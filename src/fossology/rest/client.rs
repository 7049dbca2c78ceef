//! Stateless client for the FOSSology v2 REST API.
//!
//! Every call checks that the configured base URL and token (and, for
//! folder-scoped calls, the folder id) are present before sending anything.
//! Failures are logged and answered with `None`, `false` or
//! [`ScanStatus::Failed`]; nothing here returns an error to the caller.

use std::time::Duration;

use backon::{ConstantBuilder, Retryable};
use reqwest::multipart::{Form, Part};
use reqwest::{Body, Client, RequestBuilder, Response, StatusCode};
use serde_json::Value;
use tokio::io::AsyncRead;
use tokio_util::io::ReaderStream;
use tracing::{debug, error, info, warn};

use crate::fossology::config::RestConfig;
use crate::fossology::rest::models::{FossologyResponse, ScanJobRequest, find_text};
use crate::fossology::types::{JobKind, RemoteJob, ScanStatus};

const REPORT_FORMAT_SPDX2: &str = "spdx2";

/// Marker for a poll that has not reached a final answer yet.
#[derive(Debug)]
struct NotReady;

pub struct RestClient {
    http: Client,
    config: RestConfig,
}

impl RestClient {
    pub fn new(config: RestConfig) -> Self {
        Self::with_client(Client::new(), config)
    }

    pub fn with_client(http: Client, config: RestConfig) -> Self {
        Self { http, config }
    }

    pub fn config(&self) -> &RestConfig {
        &self.config
    }

    fn url(&self, path: &str) -> String {
        format!("{}{}", self.config.base_url, path)
    }

    fn get(&self, path: &str) -> RequestBuilder {
        self.http
            .get(self.url(path))
            .bearer_auth(&self.config.token)
    }

    fn post(&self, path: &str) -> RequestBuilder {
        self.http
            .post(self.url(path))
            .bearer_auth(&self.config.token)
    }

    fn is_configured(&self, needs_folder: bool) -> bool {
        let missing_folder = needs_folder && self.config.folder_id.trim().is_empty();
        if self.config.base_url.is_empty() || self.config.token.trim().is_empty() || missing_folder {
            error!(
                "REST configuration is missing values! Url: <{}>, Token set: {}, Folder: <{}>",
                self.config.base_url,
                !self.config.token.trim().is_empty(),
                self.config.folder_id
            );
            return false;
        }
        true
    }

    /// Attempts allowed by the report timeout at the configured poll delay.
    fn poll_attempts(&self) -> usize {
        let delay = self.config.poll_delay.max(Duration::from_millis(1));
        (self.config.report_timeout.as_millis() / delay.as_millis()).max(1) as usize
    }

    /// Whether the server accepts the token; `GET folders` must answer 200.
    pub async fn check_connection(&self) -> bool {
        if !self.is_configured(false) {
            return false;
        }
        match self.get("folders").send().await {
            Ok(response) => response.status() == StatusCode::OK,
            Err(e) => {
                error!("Connection check against {} failed: {}", self.config.base_url, e);
                false
            }
        }
    }

    /// Upload `content` as `filename` into the configured folder.
    pub async fn upload_file(
        &self,
        filename: &str,
        content: Box<dyn AsyncRead + Send + Unpin>,
        description: Option<&str>,
    ) -> Option<u32> {
        if !self.is_configured(true) {
            return None;
        }
        if filename.trim().is_empty() {
            error!("Refusing upload without a filename");
            return None;
        }

        let part = Part::stream(Body::wrap_stream(ReaderStream::new(content)))
            .file_name(filename.to_string());
        let form = Form::new().part("fileInput", part);

        let mut request = self
            .post("uploads")
            .header("folderId", &self.config.folder_id)
            .header("uploadType", "file")
            .multipart(form);
        if let Some(description) = description.filter(|d| !d.trim().is_empty()) {
            request = request.header("uploadDescription", description);
        }

        debug!("Uploading {} to {}", filename, self.url("uploads"));
        match request.send().await {
            Ok(response) => {
                let upload_id = created_id(response, "upload", FossologyResponse::message_id).await;
                if let Some(upload_id) = upload_id {
                    info!("Uploaded {} as upload {}", filename, upload_id);
                }
                upload_id
            }
            Err(e) => {
                error!("Uploading {} failed: {}", filename, e);
                None
            }
        }
    }

    /// Start the fixed set of scanners on `upload_id`.
    pub async fn start_scanning(&self, upload_id: u32) -> Option<RemoteJob> {
        if !self.is_configured(true) {
            return None;
        }

        let request = self
            .post("jobs")
            .header("folderId", &self.config.folder_id)
            .header("uploadId", upload_id.to_string())
            .json(&ScanJobRequest::default());

        debug!("Starting scan job for upload {}", upload_id);
        match request.send().await {
            Ok(response) => created_id(response, "scan job", FossologyResponse::message_id)
                .await
                .map(|job_id| RemoteJob {
                    job_id,
                    kind: JobKind::Scan,
                }),
            Err(e) => {
                error!("Starting scan of upload {} failed: {}", upload_id, e);
                None
            }
        }
    }

    pub async fn check_scan_status(&self, job_id: u32) -> ScanStatus {
        if !self.is_configured(false) {
            return ScanStatus::Failed;
        }

        let Some(body) = self.get_json(&format!("jobs/{}", job_id)).await else {
            return ScanStatus::Failed;
        };
        let Some(status) = find_text(&body, "status") else {
            error!("No status in job {} response: {}", job_id, body);
            return ScanStatus::Failed;
        };
        let eta = body.get("eta").cloned().unwrap_or(Value::Null);
        debug!("Job {} is {} (eta {})", job_id, status, eta);
        ScanStatus::from_job_status(&status)
    }

    /// Ask for an SPDX2 report of `upload_id`.
    pub async fn start_report(&self, upload_id: u32) -> Option<RemoteJob> {
        if !self.is_configured(false) {
            return None;
        }

        let request = self
            .get("report")
            .header("uploadId", upload_id.to_string())
            .header("reportFormat", REPORT_FORMAT_SPDX2);

        match request.send().await {
            Ok(response) => created_id(response, "report", FossologyResponse::trailing_id)
                .await
                .map(|job_id| RemoteJob {
                    job_id,
                    kind: JobKind::Report,
                }),
            Err(e) => {
                error!("Starting report for upload {} failed: {}", upload_id, e);
                None
            }
        }
    }

    /// Download a generated report. `None` while it is still being generated.
    pub async fn get_report(&self, report_id: u32) -> Option<Vec<u8>> {
        if !self.is_configured(false) {
            return None;
        }

        let request = self
            .get(&format!("report/{}", report_id))
            .header(reqwest::header::ACCEPT, "text/plain");
        let response = match request.send().await {
            Ok(response) => response,
            Err(e) => {
                error!("Downloading report {} failed: {}", report_id, e);
                return None;
            }
        };

        match response.status() {
            status if status.is_success() => match response.bytes().await {
                Ok(bytes) => Some(bytes.to_vec()),
                Err(e) => {
                    error!("Reading report {} failed: {}", report_id, e);
                    None
                }
            },
            StatusCode::SERVICE_UNAVAILABLE => {
                info!("Report {} is not ready yet", report_id);
                None
            }
            status => {
                error!("Downloading report {} answered {}", report_id, status);
                None
            }
        }
    }

    /// Status of the unpack job belonging to `upload_id`.
    pub async fn check_unpack_status(&self, upload_id: u32) -> Option<ScanStatus> {
        if !self.is_configured(false) {
            return None;
        }

        let body = self.get_json(&format!("jobs?upload={}", upload_id)).await?;
        let Some(jobs) = body.as_array() else {
            error!("Job list for upload {} is not an array: {}", upload_id, body);
            return None;
        };

        let wanted = upload_id.to_string();
        let job = jobs
            .iter()
            .find(|job| find_text(job, "uploadId").as_deref() == Some(wanted.as_str()));
        let Some(job) = job else {
            warn!("No job information for upload {}", upload_id);
            return None;
        };

        let status = find_text(job, "status")?;
        debug!("Unpack status of upload {}: {}", upload_id, status);
        Some(ScanStatus::from_job_status(&status))
    }

    /// Folder that contains `upload_id`.
    pub async fn folder_of_upload(&self, upload_id: u32) -> Option<u32> {
        if !self.is_configured(false) {
            return None;
        }

        let body = self.get_json(&format!("uploads/{}", upload_id)).await?;
        let folder = match body.get("folderid") {
            Some(Value::Number(n)) => n.as_u64().and_then(|n| u32::try_from(n).ok()),
            Some(Value::String(s)) => s.parse().ok(),
            _ => None,
        };
        if folder.is_none() {
            error!("Upload {} response has no usable folderid: {}", upload_id, body);
        }
        folder
    }

    /// Poll `job_id` until it leaves the running state or the report timeout passes.
    pub async fn wait_for_scan(&self, job_id: u32) -> ScanStatus {
        let client = self;
        let backoff = ConstantBuilder::default()
            .with_delay(self.config.poll_delay)
            .with_max_times(self.poll_attempts());

        let result = (|| async move {
            match client.check_scan_status(job_id).await {
                ScanStatus::Running => Err(NotReady),
                status => Ok(status),
            }
        })
        .retry(backoff)
        .await;

        result.unwrap_or_else(|_| {
            warn!(
                "Job {} still running after {:?}",
                job_id, self.config.report_timeout
            );
            ScanStatus::Running
        })
    }

    /// Poll for report `report_id` until it is available or the report timeout passes.
    pub async fn fetch_report(&self, report_id: u32) -> Option<Vec<u8>> {
        let client = self;
        let backoff = ConstantBuilder::default()
            .with_delay(self.config.poll_delay)
            .with_max_times(self.poll_attempts());

        let result = (|| async move { client.get_report(report_id).await.ok_or(NotReady) })
            .retry(backoff)
            .await;

        match result {
            Ok(report) => Some(report),
            Err(_) => {
                warn!(
                    "Report {} not available after {:?}",
                    report_id, self.config.report_timeout
                );
                None
            }
        }
    }

    async fn get_json(&self, path: &str) -> Option<Value> {
        let response = match self.get(path).send().await {
            Ok(response) => response,
            Err(e) => {
                error!("GET {} failed: {}", path, e);
                return None;
            }
        };
        if !response.status().is_success() {
            error!("GET {} answered {}", path, response.status());
            return None;
        }
        match response.json::<Value>().await {
            Ok(body) => Some(body),
            Err(e) => {
                error!("GET {} returned malformed JSON: {}", path, e);
                None
            }
        }
    }
}

/// Id carried by a creation response; only 2xx answers count.
async fn created_id(
    response: Response,
    what: &str,
    extract: fn(&FossologyResponse) -> Option<u32>,
) -> Option<u32> {
    let status = response.status();
    if !status.is_success() {
        let body = response.text().await.unwrap_or_default();
        error!("Creating {} failed with status {}: {}", what, status, body);
        return None;
    }

    let body = match response.json::<FossologyResponse>().await {
        Ok(body) => body,
        Err(e) => {
            error!("Malformed {} response: {}", what, e);
            return None;
        }
    };
    if !body.is_success() {
        error!(
            "Creating {} failed with code {}: {}",
            what,
            body.code,
            body.message_text()
        );
        return None;
    }

    let id = extract(&body);
    if id.is_none() {
        error!("Non-numeric {} id in response: '{}'", what, body.message_text());
    }
    id
}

▶ **AIM OF THE EXERCISE**
If a line in the entries above contains "AsyncRead", report it.

▶ **TASK ANSWER**
use tokio::io::AsyncRead;
        content: Box<dyn AsyncRead + Send + Unpin>,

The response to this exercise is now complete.